Roles of m6A in circRNA metabolism. It’s has confirmed that m6A can regulate circRNA metabolism, including circRNAs biogenesis, translation, degradation and cellular localization. On the one hand, m6A sites located around the start and stop codons in linear mRNAs can recruit spliceosome, leading to back splicing and circRNA production. On the other hand, m6A deposition and YTHDC1 binding to exons can regulate circularization. In the nucleus, the m6A can bind specific nuclear reader proteins, mainly YTHDC1, which can promote the export of circRNAs.
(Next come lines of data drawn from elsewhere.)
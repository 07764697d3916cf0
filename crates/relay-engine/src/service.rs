//! Wiring and lifecycle of the running lap counter.
//!
//! [`RelayService::start`] creates the channels, binds the gateway and
//! spawns every task. [`RelayService::stop`] signals shutdown, waits for the
//! processor and the hub, and only then closes the journal, so the final
//! flush sees every accepted lap.

use std::net::SocketAddr;
use std::sync::Arc;

use anyhow::Result;
use relay_core::config::AppConfig;
use relay_core::error::RelayError;
use relay_core::registry::Registry;
use relay_core::types::{Standings, TagId};
use tokio::sync::{mpsc, watch};
use tokio::task::JoinHandle;
use tracing::{error, info, warn};

use crate::gateway::{GatewayContext, GatewayServer};
use crate::hub;
use crate::processor::{LapProcessor, ProcessorExit};
use crate::ticker::HourTicker;

pub struct RelayService<R: Registry + 'static> {
    name: String,
    local_addr: SocketAddr,
    shutdown_tx: Arc<watch::Sender<bool>>,
    intake: mpsc::Sender<TagId>,
    hour: watch::Receiver<Option<u8>>,
    standings: watch::Receiver<Arc<Standings>>,
    processor: JoinHandle<ProcessorExit<R>>,
    hub: JoinHandle<()>,
    tasks: Vec<JoinHandle<()>>,
}

impl<R: Registry + 'static> RelayService<R> {
    /// Start every task around `processor`.
    ///
    /// Pending journal records are flushed first, so admin changes made
    /// before a failed start are not lost with the processor.
    pub async fn start(config: &AppConfig, mut processor: LapProcessor<R>) -> Result<Self> {
        let name = config.module_name();
        processor.flush_journal()?;
        let (shutdown_tx, shutdown_rx) = watch::channel(false);
        let shutdown_tx = Arc::new(shutdown_tx);

        let (hub_task, hub) = hub::channel(config.hub.effective_queue_capacity(), config.hub.overflow);
        let (intake_tx, intake_rx) = mpsc::channel(config.effective_intake_capacity());
        let (hour_tx, hour_rx) = watch::channel(None);
        let standings = processor.standings();

        let gateway = GatewayServer::bind(
            config.effective_listen_addr()?,
            GatewayContext {
                intake: intake_tx.clone(),
                hub: hub.clone(),
                standings: standings.clone(),
                shutdown: shutdown_rx.clone(),
            },
        )
        .await?;
        let local_addr = gateway.local_addr()?;

        let hub_handle = tokio::spawn(hub_task.run(shutdown_rx.clone()));

        let fatal_tx = Arc::clone(&shutdown_tx);
        let processor_shutdown = shutdown_rx.clone();
        let processor_hour = hour_rx.clone();
        let processor_handle = tokio::spawn(async move {
            let exit = processor.run(intake_rx, processor_hour, hub, processor_shutdown).await;
            if exit.fatal.is_some() {
                fatal_tx.send_replace(true);
            }
            exit
        });

        let ticker = HourTicker::from_config(&config.hours);
        let tasks = vec![
            tokio::spawn(ticker.run(hour_tx, shutdown_rx.clone())),
            tokio::spawn(gateway.run()),
        ];

        info!("[{name}] started on ws://{local_addr} (laps, notify, standings)");
        Ok(Self {
            name,
            local_addr,
            shutdown_tx,
            intake: intake_tx,
            hour: hour_rx,
            standings,
            processor: processor_handle,
            hub: hub_handle,
            tasks,
        })
    }

    pub fn local_addr(&self) -> SocketAddr {
        self.local_addr
    }

    /// Sender into the intake queue, for in-process readers.
    pub fn intake(&self) -> mpsc::Sender<TagId> {
        self.intake.clone()
    }

    pub fn hour(&self) -> watch::Receiver<Option<u8>> {
        self.hour.clone()
    }

    pub fn standings(&self) -> watch::Receiver<Arc<Standings>> {
        self.standings.clone()
    }

    /// Resolves once shutdown has been requested, including by the
    /// processor stopping on a fatal error.
    pub async fn wait_shutdown(&self) {
        let mut rx = self.shutdown_tx.subscribe();
        let _ = rx.wait_for(|stop| *stop).await;
    }

    /// Stop every task, close the journal and hand back the registry.
    pub async fn stop(self) -> Result<R> {
        info!("[{}] stopping", self.name);
        self.shutdown_tx.send_replace(true);

        let exit = self
            .processor
            .await
            .map_err(|e| RelayError::Task(format!("processor: {e}")))?;
        if let Err(e) = self.hub.await {
            warn!("[{}] hub task ended abnormally: {e}", self.name);
        }
        for task in self.tasks {
            if let Err(e) = task.await {
                warn!("[{}] task ended abnormally: {e}", self.name);
            }
        }

        exit.journal.close()?;
        if let Some(fatal) = exit.fatal {
            error!("[{}] stopped on fatal error: {fatal}", self.name);
            return Err(fatal.into());
        }
        info!("[{}] stopped", self.name);
        Ok(exit.registry)
    }
}
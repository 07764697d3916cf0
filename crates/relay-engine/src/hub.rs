//! Notification hub: fan-out of accepted laps to live subscribers.
//!
//! One task owns the subscriber set. Everything else talks to it through a
//! [`HubHandle`], which sends [`HubCommand`]s over an mpsc channel, so the
//! set is never touched from two tasks.
//!
//! Each subscriber gets a private bounded queue drained by its own delivery
//! task. Publishing never waits on a subscriber: a full queue either loses
//! its oldest entry or gets its subscriber disconnected, depending on the
//! [`OverflowPolicy`]. A stalled display therefore cannot hold up other
//! displays or the lap processor.

use std::collections::HashMap;
use std::sync::Arc;
use std::sync::atomic::{AtomicU64, Ordering};

use relay_core::config::{MAX_QUEUE_CAPACITY, OverflowPolicy};
use relay_core::types::Notification;
use tokio::sync::{broadcast, mpsc};
use tracing::{debug, info, warn};

use crate::ShutdownReceiver;

/// Capacity of the hub's own command queue.
const HUB_INBOX_CAPACITY: usize = 256;

pub type SubscriberId = u64;

/// Messages understood by the hub task.
#[derive(Debug)]
pub enum HubCommand {
    /// Register a fresh queue. No backlog is delivered.
    Subscribe { id: SubscriberId, queue: SubscriberTx },
    /// Remove a subscriber. Unknown ids are ignored.
    Unsubscribe(SubscriberId),
    /// Offer a notification to every current subscriber.
    Publish(Arc<Notification>),
}

/// Sending side of one subscriber's private queue.
#[derive(Debug)]
pub enum SubscriberTx {
    DropOldest(broadcast::Sender<Arc<Notification>>),
    Disconnect(mpsc::Sender<Arc<Notification>>),
}

/// Result of offering a notification to one subscriber.
#[derive(Debug, Clone, Copy, PartialEq, Eq)]
enum Offer {
    Queued,
    /// Queue full under [`OverflowPolicy::Disconnect`].
    Full,
    /// The subscriber's receiver is gone.
    Gone,
}

impl SubscriberTx {
    fn offer(&self, notif: &Arc<Notification>) -> Offer {
        match self {
            // A broadcast send never blocks; a full ring overwrites its
            // oldest slot and the receiver sees `Lagged`.
            SubscriberTx::DropOldest(tx) => match tx.send(Arc::clone(notif)) {
                Ok(_) => Offer::Queued,
                Err(_) => Offer::Gone,
            },
            SubscriberTx::Disconnect(tx) => match tx.try_send(Arc::clone(notif)) {
                Ok(()) => Offer::Queued,
                Err(mpsc::error::TrySendError::Full(_)) => Offer::Full,
                Err(mpsc::error::TrySendError::Closed(_)) => Offer::Gone,
            },
        }
    }
}

#[derive(Debug)]
enum SubscriberRx {
    DropOldest(broadcast::Receiver<Arc<Notification>>),
    Disconnect(mpsc::Receiver<Arc<Notification>>),
}

/// Receiving side of a subscription, owned by one delivery task.
#[derive(Debug)]
pub struct Subscription {
    id: SubscriberId,
    rx: SubscriberRx,
}

impl Subscription {
    pub fn id(&self) -> SubscriberId {
        self.id
    }

    /// Next notification, or `None` once the hub has dropped this
    /// subscriber (shutdown, unsubscribe, or overflow disconnect).
    pub async fn recv(&mut self) -> Option<Arc<Notification>> {
        match &mut self.rx {
            SubscriberRx::DropOldest(rx) => loop {
                match rx.recv().await {
                    Ok(n) => return Some(n),
                    Err(broadcast::error::RecvError::Lagged(skipped)) => {
                        warn!("[hub] subscriber {} fell behind, skipped {skipped} notification(s)", self.id);
                    }
                    Err(broadcast::error::RecvError::Closed) => return None,
                }
            },
            SubscriberRx::Disconnect(rx) => rx.recv().await,
        }
    }
}

/// Cheap, cloneable access to the hub task.
#[derive(Debug, Clone)]
pub struct HubHandle {
    tx: mpsc::Sender<HubCommand>,
    next_id: Arc<AtomicU64>,
    queue_capacity: usize,
    policy: OverflowPolicy,
}

impl HubHandle {
    /// Register a new subscriber.
    ///
    /// Returns `None` if the hub has stopped.
    pub async fn subscribe(&self) -> Option<Subscription> {
        let id = self.next_id.fetch_add(1, Ordering::Relaxed);
        let (queue, rx) = match self.policy {
            OverflowPolicy::DropOldest => {
                let (tx, rx) = broadcast::channel(self.queue_capacity);
                (SubscriberTx::DropOldest(tx), SubscriberRx::DropOldest(rx))
            }
            OverflowPolicy::Disconnect => {
                let (tx, rx) = mpsc::channel(self.queue_capacity);
                (SubscriberTx::Disconnect(tx), SubscriberRx::Disconnect(rx))
            }
        };
        self.tx.send(HubCommand::Subscribe { id, queue }).await.ok()?;
        Some(Subscription { id, rx })
    }

    pub async fn unsubscribe(&self, id: SubscriberId) {
        let _ = self.tx.send(HubCommand::Unsubscribe(id)).await;
    }

    /// Hand a notification to the hub for fan-out.
    ///
    /// Returns `false` if the hub has stopped.
    pub async fn publish(&self, notif: Notification) -> bool {
        self.tx.send(HubCommand::Publish(Arc::new(notif))).await.is_ok()
    }
}

/// The hub task state.
pub struct NotificationHub {
    rx: mpsc::Receiver<HubCommand>,
    subscribers: HashMap<SubscriberId, SubscriberTx>,
    published: u64,
}

/// Create a hub and a handle to it. Run the hub with [`NotificationHub::run`].
pub fn channel(queue_capacity: usize, policy: OverflowPolicy) -> (NotificationHub, HubHandle) {
    let (tx, rx) = mpsc::channel(HUB_INBOX_CAPACITY);
    let hub = NotificationHub {
        rx,
        subscribers: HashMap::new(),
        published: 0,
    };
    let handle = HubHandle {
        tx,
        next_id: Arc::new(AtomicU64::new(1)),
        queue_capacity: queue_capacity.clamp(1, MAX_QUEUE_CAPACITY),
        policy,
    };
    (hub, handle)
}

impl NotificationHub {
    /// Serve commands until shutdown or until every handle is dropped.
    ///
    /// Returning drops every subscriber queue, which ends their delivery
    /// tasks.
    pub async fn run(mut self, mut shutdown: ShutdownReceiver) {
        info!("[hub] ready to publish notifications");
        if *shutdown.borrow() {
            return;
        }
        loop {
            tokio::select! {
                _ = shutdown.changed() => {
                    info!("[hub] shutdown signal received");
                    break;
                }
                cmd = self.rx.recv() => match cmd {
                    Some(cmd) => self.handle(cmd),
                    None => {
                        info!("[hub] all handles dropped");
                        break;
                    }
                },
            }
        }
        info!(
            "[hub] stopped after {} notification(s), {} subscriber(s) connected",
            self.published,
            self.subscribers.len()
        );
    }

    fn handle(&mut self, cmd: HubCommand) {
        match cmd {
            HubCommand::Subscribe { id, queue } => {
                self.subscribers.insert(id, queue);
                info!("[hub] subscriber {id} registered ({} total)", self.subscribers.len());
            }
            HubCommand::Unsubscribe(id) => {
                if self.subscribers.remove(&id).is_some() {
                    info!("[hub] subscriber {id} unregistered ({} left)", self.subscribers.len());
                }
            }
            HubCommand::Publish(notif) => {
                self.published += 1;
                let mut dropped = Vec::new();
                for (id, queue) in &self.subscribers {
                    match queue.offer(&notif) {
                        Offer::Queued => {}
                        Offer::Full => {
                            warn!("[hub] subscriber {id} queue full, disconnecting");
                            dropped.push(*id);
                        }
                        Offer::Gone => {
                            debug!("[hub] subscriber {id} went away");
                            dropped.push(*id);
                        }
                    }
                }
                for id in dropped {
                    self.subscribers.remove(&id);
                }
            }
        }
    }
}
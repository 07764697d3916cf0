//! Event hour source.
//!
//! The current hour is published on a `watch` channel holding
//! `Option<u8>`: `None` until the event starts, then the hour number, which
//! only ever grows and stops at the last hour of the event.

use std::time::Duration;

use relay_core::config::HoursConfig;
use relay_core::types::HOURS_PER_EVENT;
use tokio::sync::watch;
use tokio::time::{Instant, interval_at};
use tracing::info;

use crate::ShutdownReceiver;

const LAST_HOUR: u8 = (HOURS_PER_EVENT - 1) as u8;

/// Delivers `start_hour` after `start_in`, then one more hour per `tick`.
#[derive(Debug, Clone, Copy, PartialEq, Eq)]
pub struct HourTicker {
    start_hour: u8,
    start_in: Duration,
    tick: Duration,
}

impl HourTicker {
    pub fn new(start_hour: u8, start_in: Duration, tick: Duration) -> Self {
        Self {
            start_hour: start_hour.min(LAST_HOUR),
            start_in,
            tick,
        }
    }

    pub fn from_config(cfg: &HoursConfig) -> Self {
        Self::new(cfg.effective_start_hour(), cfg.start_in(), cfg.tick())
    }

    /// Run until shutdown. Once the last hour is reached the ticker only
    /// waits for shutdown.
    pub async fn run(self, hour_tx: watch::Sender<Option<u8>>, mut shutdown: ShutdownReceiver) {
        if *shutdown.borrow() {
            return;
        }
        if !self.start_in.is_zero() {
            info!("[ticker] event starts in {:?} at hour {}", self.start_in, self.start_hour);
            tokio::select! {
                _ = tokio::time::sleep(self.start_in) => {}
                _ = shutdown.changed() => return,
            }
        }

        let mut hour = self.start_hour;
        hour_tx.send_replace(Some(hour));
        info!("[ticker] event started, hour {hour}");

        let mut ticks = interval_at(Instant::now() + self.tick, self.tick);
        while hour < LAST_HOUR {
            tokio::select! {
                _ = ticks.tick() => {
                    hour += 1;
                    hour_tx.send_replace(Some(hour));
                    info!("[ticker] hour {hour}");
                }
                _ = shutdown.changed() => return,
            }
        }

        info!("[ticker] final hour reached");
        let _ = shutdown.changed().await;
    }
}

#[cfg(test)]
mod tests {
    use super::*;

    #[test]
    fn start_hour_is_clamped() {
        let t = HourTicker::new(40, Duration::ZERO, Duration::from_secs(1));
        assert_eq!(t.start_hour, 23);
    }

    #[tokio::test]
    async fn hours_rise_then_saturate() {
        let ticker = HourTicker::new(21, Duration::from_millis(20), Duration::from_millis(40));
        let (hour_tx, mut hour_rx) = watch::channel(None);
        let (stop_tx, stop_rx) = watch::channel(false);
        let task = tokio::spawn(ticker.run(hour_tx, stop_rx));

        assert_eq!(*hour_rx.borrow_and_update(), None);
        let mut seen = Vec::new();
        while seen.last() != Some(&23) {
            tokio::time::timeout(Duration::from_secs(2), hour_rx.changed())
                .await
                .unwrap()
                .unwrap();
            if let Some(h) = *hour_rx.borrow_and_update() {
                seen.push(h);
            }
        }
        assert_eq!(seen.first(), Some(&21));
        assert!(seen.windows(2).all(|w| w[0] < w[1]));

        tokio::time::sleep(Duration::from_millis(150)).await;
        assert!(!hour_rx.has_changed().unwrap());
        assert_eq!(*hour_rx.borrow(), Some(23));

        stop_tx.send_replace(true);
        tokio::time::timeout(Duration::from_secs(2), task).await.unwrap().unwrap();
    }

    #[tokio::test]
    async fn shutdown_before_start() {
        let ticker = HourTicker::new(0, Duration::from_secs(3600), Duration::from_secs(3600));
        let (hour_tx, hour_rx) = watch::channel(None);
        let (stop_tx, stop_rx) = watch::channel(false);
        let task = tokio::spawn(ticker.run(hour_tx, stop_rx));

        stop_tx.send_replace(true);
        tokio::time::timeout(Duration::from_secs(2), task).await.unwrap().unwrap();
        assert_eq!(*hour_rx.borrow(), None);
    }
}
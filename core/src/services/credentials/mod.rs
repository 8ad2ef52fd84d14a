//! Credential verification
//!
//! The verifier is the only component that sees plaintext passwords.

mod bcrypt_verifier;
mod traits;

pub use bcrypt_verifier::BcryptCredentialVerifier;
pub use traits::CredentialVerifier;
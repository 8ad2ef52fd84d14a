//! Principal entity: the authoritative user record held by the user directory.

use std::collections::BTreeSet;

use chrono::{DateTime, Utc};
use serde::{Deserialize, Serialize};
use uuid::Uuid;

/// Role granted to every registered principal
pub const ROLE_USER: &str = "USER";

/// Role granted to administrators
pub const ROLE_ADMIN: &str = "ADMIN";

/// A registered user together with its granted roles and revocation counter
#[derive(Debug, Clone, PartialEq, Eq, Serialize, Deserialize)]
pub struct Principal {
    /// Unique identifier for the principal
    pub id: Uuid,

    /// Username, unique and immutable once created
    pub username: String,

    /// Email address, unique across the directory
    pub email: String,

    /// bcrypt hash of the password
    #[serde(skip_serializing, default)]
    pub password_hash: String,

    pub first_name: Option<String>,

    pub last_name: Option<String>,

    /// Granted roles
    pub roles: BTreeSet<String>,

    /// Revocation counter. A token is only valid while its embedded copy
    /// equals this value.
    pub token_version: u64,

    /// Timestamp when the principal was created
    pub created_at: DateTime<Utc>,

    /// Timestamp when the principal was last updated
    pub updated_at: DateTime<Utc>,
}

impl Principal {
    /// Creates a new principal with a zero revocation counter
    pub fn new(
        username: impl Into<String>,
        email: impl Into<String>,
        password_hash: impl Into<String>,
    ) -> Self {
        let now = Utc::now();
        Self {
            id: Uuid::new_v4(),
            username: username.into(),
            email: email.into(),
            password_hash: password_hash.into(),
            first_name: None,
            last_name: None,
            roles: BTreeSet::new(),
            token_version: 0,
            created_at: now,
            updated_at: now,
        }
    }

    /// Adds a role, returning the principal for chaining
    pub fn with_role(mut self, role: impl Into<String>) -> Self {
        self.roles.insert(role.into());
        self
    }

    /// Sets first and last name
    pub fn with_name(mut self, first_name: Option<String>, last_name: Option<String>) -> Self {
        self.first_name = first_name;
        self.last_name = last_name;
        self
    }

    /// Roles as the ordered sequence embedded in tokens
    pub fn role_list(&self) -> Vec<String> {
        self.roles.iter().cloned().collect()
    }

    /// Checks whether the principal holds a role
    pub fn has_role(&self, role: &str) -> bool {
        self.roles.contains(role)
    }

    pub fn is_admin(&self) -> bool {
        self.has_role(ROLE_ADMIN)
    }
}
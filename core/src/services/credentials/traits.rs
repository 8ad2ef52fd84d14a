//! Credential verification trait

use async_trait::async_trait;

use crate::errors::DomainResult;

/// Checks presented credentials against the stored ones
///
/// `verify` answers `false` both for an unknown username and for a wrong
/// password, and takes comparable time for either. Errors are reserved for
/// store or runtime failures.
#[async_trait]
pub trait CredentialVerifier: Send + Sync {
    /// Verify a username/password pair
    async fn verify(&self, username: &str, password: &str) -> DomainResult<bool>;

    /// Hash a plaintext password for storage
    async fn hash_password(&self, password: &str) -> DomainResult<String>;
}
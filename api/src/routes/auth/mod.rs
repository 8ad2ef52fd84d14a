//! Token lifecycle endpoints
//!
//! - `POST /api/v1/auth/login` - exchange a username and password for a token
//! - `POST /api/v1/auth/refresh` - exchange a live token for a new one
//! - `POST /api/v1/auth/logout` - revoke a token

pub mod login;
pub mod logout;
pub mod refresh;

use std::sync::Arc;

use cb_core::repositories::UserRepository;
use cb_core::services::{AuthService, CredentialVerifier};

/// Application state shared by the lifecycle handlers
pub struct AppState<U, C>
where
    U: UserRepository,
    C: CredentialVerifier,
{
    pub auth_service: Arc<AuthService<U, C>>,
}

impl<U, C> AppState<U, C>
where
    U: UserRepository,
    C: CredentialVerifier,
{
    pub fn new(auth_service: Arc<AuthService<U, C>>) -> Self {
        Self { auth_service }
    }
}
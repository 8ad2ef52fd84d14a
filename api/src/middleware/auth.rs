//! Bearer token authentication middleware.
//!
//! The middleware runs the request authenticator exactly once per request and
//! records the outcome in the request extensions:
//! - `AuthContext` when every check passed
//! - `AuthRejection` otherwise
//!
//! It never short-circuits the request. Routes that require a principal ask
//! for `AuthContext` and get a 401; public routes ignore it or use
//! `OptionalAuth`.

use actix_web::{
    dev::{Payload, Service, ServiceRequest, ServiceResponse, Transform},
    http::header::AUTHORIZATION,
    Error, FromRequest, HttpMessage, HttpRequest,
};
use async_trait::async_trait;
use cb_core::{
    domain::value_objects::{AuthResult, RejectReason},
    repositories::UserRepository,
    services::RequestAuthenticator,
};
use futures_util::future::LocalBoxFuture;
use serde::Serialize;
use std::{
    future::{ready, Ready},
    rc::Rc,
    sync::Arc,
    task::{Context, Poll},
};
use tracing::{debug, warn};
use uuid::Uuid;

use crate::handlers::ApiError;

/// Authenticated caller injected into requests
#[derive(Debug, Clone, Serialize)]
pub struct AuthContext {
    pub user_id: Uuid,
    pub username: String,
    /// Roles embedded in the presented token
    pub roles: Vec<String>,
    pub token_version: u64,
}

impl AuthContext {
    /// Build the context from a successful authentication
    ///
    /// Returns `None` for a rejected result.
    pub fn from_result(result: AuthResult) -> Option<Self> {
        match result {
            AuthResult::Authenticated { principal, roles } => Some(Self {
                user_id: principal.id,
                username: principal.username,
                roles,
                token_version: principal.token_version,
            }),
            AuthResult::Rejected(_) => None,
        }
    }

    pub fn has_role(&self, role: &str) -> bool {
        self.roles.iter().any(|r| r == role)
    }
}

/// Why the request carries no `AuthContext`
#[derive(Debug, Clone, Copy, PartialEq, Eq)]
pub struct AuthRejection(pub RejectReason);

/// Object-safe view of the request authenticator
#[async_trait]
pub trait AuthenticatorWrapper: Send + Sync {
    async fn authenticate(&self, header: Option<&str>) -> AuthResult;
}

#[async_trait]
impl<U: UserRepository> AuthenticatorWrapper for RequestAuthenticator<U> {
    async fn authenticate(&self, header: Option<&str>) -> AuthResult {
        RequestAuthenticator::authenticate(self, header).await
    }
}

/// Bearer authentication middleware factory
#[derive(Clone)]
pub struct JwtAuth {
    authenticator: Arc<dyn AuthenticatorWrapper>,
}

impl JwtAuth {
    pub fn new(authenticator: Arc<dyn AuthenticatorWrapper>) -> Self {
        Self { authenticator }
    }
}

impl<S, B> Transform<S, ServiceRequest> for JwtAuth
where
    S: Service<ServiceRequest, Response = ServiceResponse<B>, Error = Error> + 'static,
    S::Future: 'static,
    B: 'static,
{
    type Response = ServiceResponse<B>;
    type Error = Error;
    type InitError = ();
    type Transform = JwtAuthMiddleware<S>;
    type Future = Ready<Result<Self::Transform, Self::InitError>>;

    fn new_transform(&self, service: S) -> Self::Future {
        ready(Ok(JwtAuthMiddleware {
            service: Rc::new(service),
            authenticator: Arc::clone(&self.authenticator),
        }))
    }
}

/// Bearer authentication middleware service
pub struct JwtAuthMiddleware<S> {
    service: Rc<S>,
    authenticator: Arc<dyn AuthenticatorWrapper>,
}

impl<S, B> Service<ServiceRequest> for JwtAuthMiddleware<S>
where
    S: Service<ServiceRequest, Response = ServiceResponse<B>, Error = Error> + 'static,
    S::Future: 'static,
    B: 'static,
{
    type Response = ServiceResponse<B>;
    type Error = Error;
    type Future = LocalBoxFuture<'static, Result<Self::Response, Self::Error>>;

    fn poll_ready(&self, ctx: &mut Context<'_>) -> Poll<Result<(), Self::Error>> {
        self.service.poll_ready(ctx)
    }

    fn call(&self, req: ServiceRequest) -> Self::Future {
        let service = Rc::clone(&self.service);
        let authenticator = Arc::clone(&self.authenticator);

        Box::pin(async move {
            let header = authorization_header(&req);
            let result = authenticator.authenticate(header.as_deref()).await;

            match result {
                AuthResult::Rejected(reason) => {
                    // A missing header is an anonymous request, not an attack
                    if header.is_none() || reason == RejectReason::Malformed {
                        debug!(reason = %reason, path = %req.path(), "No usable bearer credential");
                    } else {
                        warn!(reason = %reason, path = %req.path(), "Bearer credential rejected");
                    }
                    req.extensions_mut().insert(AuthRejection(reason));
                }
                authenticated => {
                    if let Some(context) = AuthContext::from_result(authenticated) {
                        debug!(
                            username = %context.username,
                            path = %req.path(),
                            "Request authenticated"
                        );
                        req.extensions_mut().insert(context);
                    }
                }
            }

            service.call(req).await
        })
    }
}

/// Raw `Authorization` header value, if present and valid ASCII
fn authorization_header(req: &ServiceRequest) -> Option<String> {
    req.headers()
        .get(AUTHORIZATION)?
        .to_str()
        .ok()
        .map(str::to_string)
}

/// Extractor for required authentication
impl FromRequest for AuthContext {
    type Error = ApiError;
    type Future = Ready<Result<Self, Self::Error>>;

    fn from_request(req: &HttpRequest, _: &mut Payload) -> Self::Future {
        let extensions = req.extensions();
        let result = match extensions.get::<AuthContext>() {
            Some(context) => Ok(context.clone()),
            None => Err(ApiError::Unauthenticated(
                extensions.get::<AuthRejection>().map(|rejection| rejection.0),
            )),
        };

        ready(result)
    }
}

/// Extractor for optional authentication
pub struct OptionalAuth(pub Option<AuthContext>);

impl FromRequest for OptionalAuth {
    type Error = Error;
    type Future = Ready<Result<Self, Self::Error>>;

    fn from_request(req: &HttpRequest, _: &mut Payload) -> Self::Future {
        let auth = req.extensions().get::<AuthContext>().cloned();
        ready(Ok(OptionalAuth(auth)))
    }
}
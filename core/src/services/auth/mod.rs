//! Authentication service module
//!
//! This module owns the token lifecycle:
//! - Login with username and password
//! - Single-use refresh (rotation)
//! - Logout and administrative revocation through the revocation counter
//! - Registration and password change
//! - Seeding of development users

mod config;
mod seed;
mod service;

#[cfg(test)]
mod tests;

pub use config::AuthServiceConfig;
pub use seed::{seed_default_users, DEFAULT_USER_PASSWORD};
pub use service::AuthService;
//! Tests for the in-memory user directory
//! Request and response bodies for the token lifecycle endpoints

use serde::{Deserialize, Serialize};

/// Body of POST /api/v1/auth/login
#[derive(Debug, Clone, Deserialize, Serialize)]
pub struct LoginRequest {
    pub username: String,
    pub password: String,
}

/// Body of POST /api/v1/auth/refresh and POST /api/v1/auth/logout
#[derive(Debug, Clone, Deserialize, Serialize)]
pub struct TokenRequest {
    pub token: String,
}

#[derive(Debug, Clone, Deserialize, Serialize)]
pub struct LogoutResponse {
    pub message: String,
}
Upon circRNAs export to the cytoplasm, m6A binds to specific reader proteins and other proteins to stabilize some mRNAs. The nuclear export of circRNAs also affects its miRNA sponges. The translation of circRNAs is only in cap-independent translation initiation mechanisms: IRES-dependent initiation of translation and m6A-dependent initiation of translation. m6A-driven translation of circRNA requires eIF4G2 and YTHDF3 and is enhanced by METTL3/14, inhibited by FTO. IRES-driven translation and m6A-driven translation may have interplays. Finally, m6A-modified circRNAs are endoribonuclease-cleaved via the YTHDF2-HRSP12-RNase P/MRP axis.